(ACTIVITY) Once the line with "size after renaming" is found in the entries below, repeat it and each following line exactly, up to and including the line with "an alphabet: corpus". Add no other lines.

(EXTRACTED ENTRIES)
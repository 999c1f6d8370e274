use clap::Parser;
use mangle_rs::files::expand_patterns;
use mangle_rs::{RenameConfig, Renamer};
use std::path::PathBuf;
use std::process::ExitCode;
use tracing_subscriber::EnvFilter;

const VERSION: &str = env!("CARGO_PKG_VERSION");

#[derive(Parser)]
#[command(name = "mangle")]
#[command(version = VERSION)]
#[command(about = "Rename trailing-underscore identifiers to short names across files")]
struct Cli {
    /// Files or glob patterns to rewrite
    #[arg(required = true)]
    patterns: Vec<String>,

    /// Character group for generated names; repeat for later positions
    #[arg(short, long = "alphabet", value_name = "GROUP")]
    alphabet: Vec<String>,

    /// Extra word that must never be generated
    #[arg(short, long = "reserved", value_name = "WORD")]
    reserved: Vec<String>,

    /// TOML configuration file
    #[arg(short, long, value_name = "FILE")]
    config: Option<PathBuf>,

    /// Print the replacement table without writing any file
    #[arg(long)]
    dry_run: bool,

    /// Log every assignment
    #[arg(short, long, conflicts_with = "quiet")]
    verbose: bool,

    /// Only report errors
    #[arg(short, long)]
    quiet: bool,
}

/// Level used when `RUST_LOG` is unset.
fn default_level(cli: &Cli) -> &'static str {
    if cli.quiet {
        "error"
    } else if cli.verbose {
        "debug"
    } else {
        "info"
    }
}

fn init_tracing(cli: &Cli) {
    let filter = EnvFilter::try_from_default_env()
        .unwrap_or_else(|_| EnvFilter::new(default_level(cli)));
    let _ = tracing_subscriber::fmt()
        .with_env_filter(filter)
        .with_target(false)
        .with_writer(std::io::stderr)
        .try_init();
}

fn build_config(cli: &Cli) -> mangle_rs::Result<RenameConfig> {
    let mut config = match &cli.config {
        Some(path) => RenameConfig::load(path)?,
        None => RenameConfig::default(),
    };
    if !cli.alphabet.is_empty() {
        config = config.with_alphabet(cli.alphabet.iter().cloned());
    }
    Ok(config.with_reserved(cli.reserved.iter().cloned()))
}

fn run(cli: &Cli) -> mangle_rs::Result<()> {
    let renamer = Renamer::new(build_config(cli)?);
    let paths = expand_patterns(&cli.patterns)?;

    if cli.dry_run {
        let buffers = mangle_rs::files::read_all(&paths)?;
        let plan = renamer.plan(&buffers)?;
        for entry in plan.entries() {
            println!("{}\t{}\t{}", entry.original, entry.replacement, entry.frequency);
        }
        return Ok(());
    }

    let stats = renamer.rename_files(&paths)?;
    tracing::info!(
        "renamed {} words in {} files, saved {} bytes ({:.1}%)",
        stats.targets,
        stats.files,
        stats.bytes_saved(),
        stats.savings_ratio()
    );
    Ok(())
}

fn main() -> ExitCode {
    let cli = Cli::parse();
    init_tracing(&cli);

    match run(&cli) {
        Ok(()) => ExitCode::SUCCESS,
        Err(err) => {
            tracing::error!("{}", err);
            ExitCode::FAILURE
        }
    }
}
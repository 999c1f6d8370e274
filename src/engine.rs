use crate::alphabet::Alphabet;
use crate::classify::Classification;
use crate::config::RenameConfig;
use crate::error::Result;
use crate::files::{self, FileBuffer};
use crate::planner::{self, ReplacementPlan};
use crate::substitute::substitute;
use crate::tokenizer::tokens;
use std::path::PathBuf;

/// Runs the classify → alphabet → plan → substitute pipeline.
#[derive(Debug, Clone, Default)]
pub struct Renamer {
    config: RenameConfig,
}

impl Renamer {
    pub fn new(config: RenameConfig) -> Self {
        Self { config }
    }

    pub fn config(&self) -> &RenameConfig {
        &self.config
    }

    /// Classifies every token of every buffer.
    pub fn classify(&self, files: &[FileBuffer]) -> Classification {
        let mut classification =
            Classification::new(self.config.target_rule, self.config.alphabet.is_none());
        classification.reserve(self.config.reserved.iter().cloned());
        classification.extend(files.iter().flat_map(|f| tokens(&f.content)));
        classification
    }

    /// Builds the configured alphabet, or derives one from `classification`.
    pub fn alphabet(&self, classification: &Classification) -> Result<Alphabet> {
        let alphabet = match &self.config.alphabet {
            Some(groups) => Alphabet::explicit(groups.as_slice())?,
            None => Alphabet::derived(classification.letters(), self.config.coverage_percent)?,
        };
        Ok(alphabet)
    }

    /// Computes replacements without touching any buffer.
    pub fn plan(&self, files: &[FileBuffer]) -> Result<ReplacementPlan> {
        let classification = self.classify(files);
        let alphabet = self.alphabet(&classification)?;
        tracing::info!(
            "{} tokens, {} target words, alphabet [{}]",
            classification.tokens_seen(),
            classification.target_count(),
            alphabet
        );

        let plan = planner::plan(&classification, &alphabet);
        tracing::info!(
            "planned {} replacements from {} candidates",
            plan.len(),
            plan.candidates_drawn()
        );
        Ok(plan)
    }

    /// Renames in memory. Buffers are only modified if planning succeeds.
    pub fn rename(&self, files: &mut [FileBuffer]) -> Result<RenameStats> {
        let bytes_before = content_bytes(files);
        let plan = self.plan(files)?;
        let report = substitute(&plan, files);

        let stats = RenameStats {
            files: files.len(),
            targets: plan.len(),
            replacements: report.total(),
            bytes_before,
            bytes_after: content_bytes(files),
        };
        tracing::info!(
            "{} replacements in {}/{} files, {} -> {} bytes",
            stats.replacements,
            report.files_changed(),
            stats.files,
            stats.bytes_before,
            stats.bytes_after
        );
        Ok(stats)
    }

    /// Reads every file, renames, then rewrites every file.
    ///
    /// Nothing is written unless all reads and planning succeed. Every input
    /// is rewritten, changed or not. A failed write leaves earlier files
    /// rewritten and later files untouched.
    pub fn rename_files(&self, paths: &[PathBuf]) -> Result<RenameStats> {
        let mut buffers = files::read_all(paths)?;
        let stats = self.rename(&mut buffers)?;
        files::write_all(&buffers)?;
        Ok(stats)
    }
}

fn content_bytes(files: &[FileBuffer]) -> usize {
    files.iter().map(|f| f.content.len()).sum()
}

/// Statistics about one run.
#[derive(Debug, Clone, Copy, PartialEq, Eq)]
pub struct RenameStats {
    /// Files processed
    pub files: usize,
    /// Distinct Target words renamed
    pub targets: usize,
    /// Occurrences replaced
    pub replacements: usize,
    /// Text size before renaming, excluding byte-order marks
    pub bytes_before: usize,
    /// Text size after renaming
    pub bytes_after: usize,
}

impl RenameStats {
    /// Bytes removed as a percentage of input size.
    pub fn savings_ratio(&self) -> f64 {
        if self.bytes_before == 0 {
            0.0
        } else {
            (self.bytes_saved() as f64 / self.bytes_before as f64) * 100.0
        }
    }

    /// Bytes removed by renaming.
    pub fn bytes_saved(&self) -> usize {
        self.bytes_before.saturating_sub(self.bytes_after)
    }
}
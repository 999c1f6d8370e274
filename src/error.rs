//! Error types for the renaming pipeline.

use std::path::PathBuf;
use thiserror::Error;

/// Result alias used throughout the crate.
pub type Result<T> = std::result::Result<T, Error>;

/// Problems with the alphabet or the run configuration.
///
/// Always raised before any file is written.
#[derive(Error, Debug, Clone, PartialEq, Eq)]
pub enum ConfigError {
    /// An explicit alphabet was supplied with no groups at all.
    #[error("explicit alphabet has no character groups")]
    NoGroups,

    /// A position reachable by generation has no characters.
    #[error("alphabet position {position} has an empty character set")]
    EmptyGroup {
        /// Index into the effective alphabet.
        position: usize,
    },

    /// No explicit alphabet was given and the corpus has no letters to derive one from.
    #[error("cannot derive an alphabet: corpus contains no letters outside replacement targets")]
    EmptyDerivedAlphabet,

    /// A group contains a character that cannot appear in an identifier.
    #[error("alphabet group {group} contains {ch:?}, which is not an identifier character")]
    InvalidCharacter {
        /// Offending character.
        ch: char,
        /// Index of the group as supplied.
        group: usize,
    },

    /// Coverage for derived alphabets must be a percentage in 1..=100.
    #[error("coverage percentage {0} is outside 1..=100")]
    Coverage(u8),
}

/// Everything that can abort a run.
#[derive(Error, Debug)]
pub enum Error {
    #[error(transparent)]
    Config(#[from] ConfigError),

    #[error("{}: {source}", .path.display())]
    Io {
        path: PathBuf,
        #[source]
        source: std::io::Error,
    },

    /// File is neither UTF-8 nor BOM-marked UTF-16.
    #[error("{}: unsupported text encoding", .path.display())]
    Decode { path: PathBuf },

    #[error("{}: invalid configuration file: {source}", .path.display())]
    ConfigFile {
        path: PathBuf,
        #[source]
        source: toml::de::Error,
    },

    #[error("invalid file pattern '{pattern}': {source}")]
    Pattern {
        pattern: String,
        #[source]
        source: glob::PatternError,
    },

    #[error("no input files matched")]
    NoInputFiles,
}

impl Error {
    pub(crate) fn io(path: impl Into<PathBuf>, source: std::io::Error) -> Self {
        Error::Io {
            path: path.into(),
            source,
        }
    }
}
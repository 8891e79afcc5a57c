use soroban_sdk::{symbol_short, Address, Env, Symbol};
use crate::types::{BuyerAccount, PresaleError, SaleState};

// ============================================================================
// CONSTANTES
// ============================================================================

/// Casas decimais dos valores em USD (preço dos rounds, custo total)
pub const USD_DECIMALS: u32 = 9;

/// Número máximo de rounds na tabela
pub const MAX_ROUNDS: u32 = 10;

/// Limite da whitelist de claim antecipado
pub const MAX_WHITELIST_USERS: u32 = 100;

/// Idade máxima aceita para o preço do oráculo (segundos)
pub const ORACLE_MAX_AGE: u64 = 900;

/// TTL para storage crítico (1 ano em ledgers ~= 6.3M ledgers)
const CRITICAL_STORAGE_TTL: u32 = 6_307_200;

/// TTL threshold para bump (30 dias ~= 518K ledgers)
const CRITICAL_STORAGE_THRESHOLD: u32 = 518_400;

const STATE_KEY: Symbol = symbol_short!("state");
const BUYER_PREFIX: Symbol = symbol_short!("buyer");

// ============================================================================
// FUNÇÕES DE BUMP (TTL)
// ============================================================================

/// Faz bump do TTL da instância (onde vive o SaleState)
pub fn bump_critical_storage(env: &Env) {
    env.storage().instance().extend_ttl(
        CRITICAL_STORAGE_THRESHOLD,
        CRITICAL_STORAGE_TTL,
    );
}

/// Faz bump do TTL da conta de um comprador
pub fn bump_buyer(env: &Env, buyer: &Address) {
    let key = (BUYER_PREFIX, buyer);
    env.storage().persistent().extend_ttl(
        &key,
        CRITICAL_STORAGE_THRESHOLD,
        CRITICAL_STORAGE_TTL,
    );
}

// ============================================================================
// SALE STATE
// ============================================================================

pub fn has_state(env: &Env) -> bool {
    env.storage().instance().has(&STATE_KEY)
}

pub fn get_state(env: &Env) -> Result<SaleState, PresaleError> {
    env.storage()
        .instance()
        .get(&STATE_KEY)
        .ok_or(PresaleError::NotInitialized)
}

pub fn set_state(env: &Env, state: &SaleState) {
    env.storage().instance().set(&STATE_KEY, state);
}

// ============================================================================
// CONTAS DOS COMPRADORES
// ============================================================================

/// Conta inexistente equivale a uma conta zerada; ela só é criada na
/// primeira compra.
pub fn get_buyer(env: &Env, buyer: &Address) -> BuyerAccount {
    let key = (BUYER_PREFIX, buyer);
    env.storage()
        .persistent()
        .get(&key)
        .unwrap_or_default()
}

pub fn has_buyer(env: &Env, buyer: &Address) -> bool {
    let key = (BUYER_PREFIX, buyer);
    env.storage().persistent().has(&key)
}

pub fn set_buyer(env: &Env, buyer: &Address, account: &BuyerAccount) {
    let key = (BUYER_PREFIX, buyer);
    env.storage().persistent().set(&key, account);
    bump_buyer(env, buyer);
}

(RESULT FOR THIS EXERCISE)
    /// Text size after renaming
    pub bytes_after: usize,
}

impl RenameStats {
    /// Bytes removed as a percentage of input size.
    pub fn savings_ratio(&self) -> f64 {
        if self.bytes_before == 0 {
            0.0
        } else {
            (self.bytes_saved() as f64 / self.bytes_before as f64) * 100.0
        }
    }

    /// Bytes removed by renaming.
    pub fn bytes_saved(&self) -> usize {
        self.bytes_before.saturating_sub(self.bytes_after)
    }
}
repository 999c1f6d8370e274
filename src/error.rs
//! Error types for the renaming pipeline.

use std::path::PathBuf;
use thiserror::Error;

/// Result alias used throughout the crate.
pub type Result<T> = std::result::Result<T, Error>;

/// Problems with the alphabet or the run configuration.
///
/// Always raised before any file is written.
#[derive(Error, Debug, Clone, PartialEq, Eq)]
pub enum ConfigError {
    /// An explicit alphabet was supplied with no groups at all.
    #[error("explicit alphabet has no character groups")]
    NoGroups,

    /// A position reachable by generation has no characters.
    #[error("alphabet position {position} has an empty character set")]
    EmptyGroup {
        /// Index into the effective alphabet.
        position: usize,
    },

    /// No explicit alphabet was given and the corpus has no letters to derive one from.
    #[error("cannot derive an alphabet: corpus contains no letters outside replacement targets")]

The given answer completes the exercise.